Palmiotti and Gray have teamed up before on projects for Marvel, DC and Image Comics. Gray says that the differences between working for a major industry player and doing a Kickstarter project to create a graphic novel are significant.

“You are essentially part of a larger business [at a major company], where you’re expected to contribute to a rich mythology that is several decades old,” Gray tells us. “They are great sandboxes to play in, and I have a lot of respect for the characters. On the self-publishing side, it’s an opportunity to create our own mythology — to tell stories that are personal or that we would want to read. There’s more work in it because we don’t have the same resources available to us, but we also have different expectations and ways of measuring success.”

Both writers agree that Brito was the right artist to create the visual world for this project. “Denver” will be the first American graphic novel for the 39-year-old artist from Montevideo, Uruguay, who now resides in Amsterdam.

” ‘Denver’ existed before we ever had an artist, and when I met Pier at the New York Comic-Con, I knew right away we had our guy,” Palmiotti says. “The secret to all graphic novels is the right matching of writer to artist. After that, anything is possible.”

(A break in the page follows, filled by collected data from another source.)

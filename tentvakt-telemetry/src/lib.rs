//! # Tentvakt Telemetry
//!
//! Structured logging and metrics for the proctoring monitor.

pub mod logging;
pub mod metrics;

pub use logging::EventLogger;
pub use metrics::MetricsRecorder;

Brito says that his art style has been influenced by various artists, including Katsuhiro Otomo, Moebius, Alex Toth, Syd Mead, David Mazzuchelli, John Romita Jr. and the Uruguayan-born Alberto Breccia.

Brito has seen the success that PaperFilms has had with Kickstarter projects (this is his first time being involved with Kickstarter), and he says he’s looking forward to introducing his art style to an American audience.

The American comic-book industry, he says, “is a very vibrant industry. I’ve always loved American comics. I’d like my work to reach a bigger audience and there is no better audience than this.”

“Pier brings a European and otherworldy imagery to his storytelling that fits perfectly, and it carried over into the soundtrack.” Gray says.

That’s right — there’s also a soundtrack that goes with “Denver” — one of the many things the creative team came up with to make this Kickstarter campaign a little more unusual, giving readers a chance to listen to the sounds that influenced the tone of “Denver” during the creative process. The composer of the soundtrack was Hans Karl, who has worked on documentaries, animated shorts and indie films.

“The idea [for a soundtrack] was brought about by Jimmy and Justin and their desire to expand the world of ‘Denver’ through music,” Karl tells Comic Riffs. “I think that having a soundtrack is another great way to further cement the experience of the world depicted in the book.”

The creators expect “Denver” to be completed in April. Once the project’s finished, the team hopes to accomplish its most important Kickstarter goal: approval from the fans who helped make it happen.

“We want to make sure each and every person [who contributed] feels special,” Palmiotti says. “It’s a simple formula that we never lose sight of.”